BEGIN

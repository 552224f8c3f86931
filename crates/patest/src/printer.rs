//! Printer profile definitions.

use serde::{Deserialize, Serialize};

use crate::error::{ConfigError, Result};
use crate::flavor::GcodeFlavor;
use crate::geometry::Rect;

/// Bed geometry.
///
/// Rectangular beds put the origin at the front-left corner; round (delta)
/// beds put it at the center, matching how those machines home.
#[derive(Debug, Clone, Copy, PartialEq, Serialize, Deserialize)]
#[serde(tag = "type", rename_all = "lowercase")]
pub enum BedShape {
    /// Cartesian bed, origin at the front-left corner.
    Rectangular {
        /// Usable size in X (mm).
        x: f64,
        /// Usable size in Y (mm).
        y: f64,
    },
    /// Circular bed, origin at the center.
    Round {
        /// Bed diameter (mm).
        diameter: f64,
    },
}

impl BedShape {
    /// Bounding rectangle of the whole bed, in bed coordinates.
    pub fn bounds(&self) -> Rect {
        match *self {
            BedShape::Rectangular { x, y } => Rect::new([0.0, 0.0], [x, y]),
            BedShape::Round { diameter } => {
                let r = diameter / 2.0;
                Rect::new([-r, -r], [r, r])
            }
        }
    }

    /// Largest axis-aligned rectangle that is fully printable.
    ///
    /// For round beds this is the inscribed square; a toolpath staying
    /// inside it can never leave the bed.
    pub fn printable_bounds(&self) -> Rect {
        match *self {
            BedShape::Rectangular { .. } => self.bounds(),
            BedShape::Round { diameter } => {
                let half_side = diameter / (2.0 * std::f64::consts::SQRT_2);
                Rect::new([-half_side, -half_side], [half_side, half_side])
            }
        }
    }
}

/// Printer profile with machine-specific settings.
///
/// Immutable once defined; one instance per physical machine being
/// calibrated.
#[derive(Debug, Clone, Serialize, Deserialize)]
#[serde(default)]
pub struct Printer {
    /// Profile name. Used for the output directory.
    pub name: String,
    /// G-code flavor.
    pub flavor: GcodeFlavor,
    /// Bed geometry.
    pub bed: BedShape,
    /// Usable height (mm).
    pub bed_z: f64,
    /// Nozzle diameter (mm).
    pub nozzle_diameter: f64,
    /// Filament diameter (mm).
    pub filament_diameter: f64,
    /// Travel (non-extruding) speed (mm/s).
    pub travel_speed: f64,
    /// Speed for the slow legs of a test patch (mm/s).
    pub slow_speed: f64,
    /// Speed for the fast legs of a test patch (mm/s).
    pub fast_speed: f64,
    /// First layer print speed (mm/s).
    pub first_layer_speed: f64,
    /// Maximum feedrate the firmware will accept (mm/s).
    pub max_feedrate: f64,
    /// Maximum acceleration the firmware will accept (mm/s²).
    pub max_acceleration: f64,
    /// Print acceleration used during the test (mm/s²).
    pub print_acceleration: f64,
    /// Maximum safe hotend temperature (°C).
    pub max_hotend_temp: u32,
    /// Maximum safe bed temperature (°C).
    pub max_bed_temp: u32,
    /// Layer height (mm).
    pub layer_height: f64,
    /// First layer height (mm). Test patches print at this height.
    pub first_layer_height: f64,
    /// Clearance kept from the bed edge (mm).
    pub margin: f64,
    /// Where the head parks after the test (bed coordinates, mm).
    pub park_position: [f64; 2],
    /// Extra G-code appended after machine setup, one command per line.
    pub start_gcode: Option<String>,
    /// Extra G-code inserted before cooldown, one command per line.
    pub end_gcode: Option<String>,
}

impl Default for Printer {
    fn default() -> Self {
        Self::generic()
    }
}

impl Printer {
    /// Generic Marlin printer profile.
    pub fn generic() -> Self {
        Self {
            name: "Generic".into(),
            flavor: GcodeFlavor::Marlin,
            bed: BedShape::Rectangular { x: 220.0, y: 220.0 },
            bed_z: 250.0,
            nozzle_diameter: 0.4,
            filament_diameter: 1.75,
            travel_speed: 150.0,
            slow_speed: 20.0,
            fast_speed: 80.0,
            first_layer_speed: 25.0,
            max_feedrate: 500.0,
            max_acceleration: 3000.0,
            print_acceleration: 2000.0,
            max_hotend_temp: 275,
            max_bed_temp: 110,
            layer_height: 0.2,
            first_layer_height: 0.25,
            margin: 10.0,
            park_position: [0.0, 220.0],
            start_gcode: None,
            end_gcode: None,
        }
    }

    /// Creality Ender 3 profile.
    pub fn ender3() -> Self {
        Self {
            name: "Creality Ender 3".into(),
            flavor: GcodeFlavor::Marlin,
            bed: BedShape::Rectangular { x: 220.0, y: 220.0 },
            bed_z: 250.0,
            travel_speed: 120.0,
            slow_speed: 15.0,
            fast_speed: 70.0,
            first_layer_speed: 20.0,
            max_acceleration: 500.0,
            print_acceleration: 500.0,
            park_position: [0.0, 220.0],
            ..Self::generic()
        }
    }

    /// Prusa MK4 profile.
    pub fn prusa_mk4() -> Self {
        Self {
            name: "Prusa MK4".into(),
            flavor: GcodeFlavor::Marlin,
            bed: BedShape::Rectangular { x: 250.0, y: 210.0 },
            bed_z: 220.0,
            travel_speed: 200.0,
            slow_speed: 20.0,
            fast_speed: 100.0,
            max_feedrate: 400.0,
            max_acceleration: 4000.0,
            print_acceleration: 3000.0,
            park_position: [0.0, 210.0],
            ..Self::generic()
        }
    }

    /// Voron 2.4 profile (Klipper).
    pub fn voron_24() -> Self {
        Self {
            name: "Voron 2.4 (350mm)".into(),
            flavor: GcodeFlavor::Klipper,
            bed: BedShape::Rectangular { x: 350.0, y: 350.0 },
            bed_z: 340.0,
            travel_speed: 300.0,
            slow_speed: 25.0,
            fast_speed: 120.0,
            first_layer_speed: 30.0,
            max_feedrate: 500.0,
            max_acceleration: 10000.0,
            print_acceleration: 4000.0,
            park_position: [175.0, 350.0],
            ..Self::generic()
        }
    }

    /// Duet-based HyperCube Evolution profile (RepRapFirmware).
    pub fn duet_hevo() -> Self {
        Self {
            name: "HEvo".into(),
            flavor: GcodeFlavor::RepRap,
            bed: BedShape::Rectangular { x: 290.0, y: 290.0 },
            bed_z: 400.0,
            nozzle_diameter: 0.8,
            travel_speed: 200.0,
            slow_speed: 15.0,
            fast_speed: 70.0,
            first_layer_speed: 25.0,
            max_acceleration: 3000.0,
            print_acceleration: 1500.0,
            layer_height: 0.4,
            first_layer_height: 0.25,
            park_position: [0.0, 290.0],
            ..Self::generic()
        }
    }

    /// FLSUN V400 delta profile (Klipper, round bed).
    pub fn flsun_v400() -> Self {
        Self {
            name: "FLSUN V400".into(),
            flavor: GcodeFlavor::Klipper,
            bed: BedShape::Round { diameter: 300.0 },
            bed_z: 410.0,
            travel_speed: 300.0,
            slow_speed: 25.0,
            fast_speed: 120.0,
            first_layer_speed: 30.0,
            max_feedrate: 600.0,
            max_acceleration: 12000.0,
            print_acceleration: 6000.0,
            park_position: [0.0, 130.0],
            ..Self::generic()
        }
    }

    /// Bambu Lab P1S profile.
    ///
    /// Listed for completeness; generation fails for it because the Bambu
    /// flavor has no pressure advance command.
    pub fn bambu_p1s() -> Self {
        Self {
            name: "Bambu Lab P1S".into(),
            flavor: GcodeFlavor::Bambu,
            bed: BedShape::Rectangular { x: 256.0, y: 256.0 },
            bed_z: 256.0,
            travel_speed: 300.0,
            slow_speed: 30.0,
            fast_speed: 150.0,
            first_layer_speed: 35.0,
            max_acceleration: 10000.0,
            print_acceleration: 5000.0,
            park_position: [128.0, 250.0],
            ..Self::generic()
        }
    }

    /// Get all built-in profiles.
    pub fn all_profiles() -> Vec<Self> {
        vec![
            Self::generic(),
            Self::ender3(),
            Self::prusa_mk4(),
            Self::voron_24(),
            Self::duet_hevo(),
            Self::flsun_v400(),
            Self::bambu_p1s(),
        ]
    }

    /// Look up a built-in profile by name (case-insensitive).
    pub fn builtin(name: &str) -> Option<Self> {
        Self::all_profiles()
            .into_iter()
            .find(|p| p.name.eq_ignore_ascii_case(name))
    }

    /// Check if a position is within the build volume.
    pub fn in_bounds(&self, x: f64, y: f64, z: f64) -> bool {
        if z < 0.0 || z > self.bed_z {
            return false;
        }
        match self.bed {
            BedShape::Rectangular { x: bx, y: by } => {
                x >= 0.0 && x <= bx && y >= 0.0 && y <= by
            }
            BedShape::Round { diameter } => {
                let r = diameter / 2.0;
                x * x + y * y <= r * r
            }
        }
    }

    /// The rectangle patches may be placed in: the printable bed bounds
    /// inset by the clearance margin.
    pub fn printable_area(&self) -> Result<Rect> {
        self.bed
            .printable_bounds()
            .inset(self.margin)
            .ok_or_else(|| self.invalid("margin leaves no printable area"))
    }

    /// Validate the profile.
    pub fn validate(&self) -> Result<()> {
        let bounds = self.bed.bounds();
        if bounds.width() <= 0.0 || bounds.height() <= 0.0 || self.bed_z <= 0.0 {
            return Err(self.invalid("bed dimensions must be positive"));
        }
        if self.nozzle_diameter <= 0.0 {
            return Err(self.invalid("nozzle_diameter must be positive"));
        }
        if self.filament_diameter <= 0.0 {
            return Err(self.invalid("filament_diameter must be positive"));
        }
        if self.layer_height <= 0.0 || self.first_layer_height <= 0.0 {
            return Err(self.invalid("layer heights must be positive"));
        }
        if self.first_layer_height > self.nozzle_diameter {
            return Err(self.invalid("first_layer_height exceeds nozzle diameter"));
        }
        for (field, speed) in [
            ("travel_speed", self.travel_speed),
            ("slow_speed", self.slow_speed),
            ("fast_speed", self.fast_speed),
            ("first_layer_speed", self.first_layer_speed),
        ] {
            if speed <= 0.0 {
                return Err(self.invalid(format!("{field} must be positive")));
            }
            if speed > self.max_feedrate {
                return Err(self.invalid(format!(
                    "{field} {speed} mm/s exceeds max_feedrate {} mm/s",
                    self.max_feedrate
                )));
            }
        }
        if self.slow_speed > self.fast_speed {
            return Err(self.invalid("slow_speed exceeds fast_speed"));
        }
        if self.print_acceleration <= 0.0 || self.print_acceleration > self.max_acceleration {
            return Err(self.invalid(format!(
                "print_acceleration must be within (0, {}] mm/s²",
                self.max_acceleration
            )));
        }
        if self.margin < 0.0 {
            return Err(self.invalid("margin must not be negative"));
        }
        self.printable_area()?;
        let [px, py] = self.park_position;
        if !self.in_bounds(px, py, 0.0) {
            return Err(self.invalid(format!("park position ({px}, {py}) is off the bed")));
        }
        Ok(())
    }

    fn invalid(&self, reason: impl Into<String>) -> ConfigError {
        ConfigError::InvalidPrinter {
            name: self.name.clone(),
            reason: reason.into(),
        }
    }
}

#[cfg(test)]
mod tests {
    use super::*;
    use approx::assert_relative_eq;

    #[test]
    fn test_profiles_validate() {
        for profile in Printer::all_profiles() {
            profile
                .validate()
                .unwrap_or_else(|e| panic!("{}: {e}", profile.name));
        }
    }

    #[test]
    fn test_in_bounds_rectangular() {
        let printer = Printer::ender3();
        assert!(printer.in_bounds(100.0, 100.0, 100.0));
        assert!(!printer.in_bounds(-1.0, 100.0, 100.0));
        assert!(!printer.in_bounds(100.0, 100.0, 300.0));
    }

    #[test]
    fn test_in_bounds_round() {
        let printer = Printer::flsun_v400();
        assert!(printer.in_bounds(0.0, 0.0, 10.0));
        assert!(printer.in_bounds(100.0, 100.0, 10.0));
        assert!(!printer.in_bounds(140.0, 140.0, 10.0));
    }

    #[test]
    fn test_printable_area_rectangular() {
        let printer = Printer::generic();
        let area = printer.printable_area().unwrap();
        assert_eq!(area.min, [10.0, 10.0]);
        assert_eq!(area.max, [210.0, 210.0]);
    }

    #[test]
    fn test_printable_area_round_is_inscribed() {
        let printer = Printer::flsun_v400();
        let area = printer.printable_area().unwrap();
        // Inscribed square of a 300mm circle has a 212.1mm side.
        let half_side = 150.0 / std::f64::consts::SQRT_2;
        assert_relative_eq!(area.min[0], -half_side + 10.0, epsilon = 1e-9);
        assert_relative_eq!(area.max[0], half_side - 10.0, epsilon = 1e-9);
        // Its corners must still be on the bed.
        assert!(printer.in_bounds(area.max[0], area.max[1], 0.0));
    }

    #[test]
    fn test_validate_rejects_bad_speed() {
        let printer = Printer {
            fast_speed: 600.0,
            ..Printer::generic()
        };
        assert!(printer.validate().is_err());
    }

    #[test]
    fn test_validate_rejects_bad_margin() {
        let printer = Printer {
            margin: 200.0,
            ..Printer::generic()
        };
        assert!(printer.validate().is_err());
    }

    #[test]
    fn test_builtin_lookup() {
        assert!(Printer::builtin("hevo").is_some());
        assert!(Printer::builtin("HEVO").is_some());
        assert!(Printer::builtin("does-not-exist").is_none());
    }
}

END

- What to produce: Using the records above, pull out each line where the word "consts" occurs.

- Answer:
                let half_side = diameter / (2.0 * std::f64::consts::SQRT_2);
        let half_side = 150.0 / std::f64::consts::SQRT_2;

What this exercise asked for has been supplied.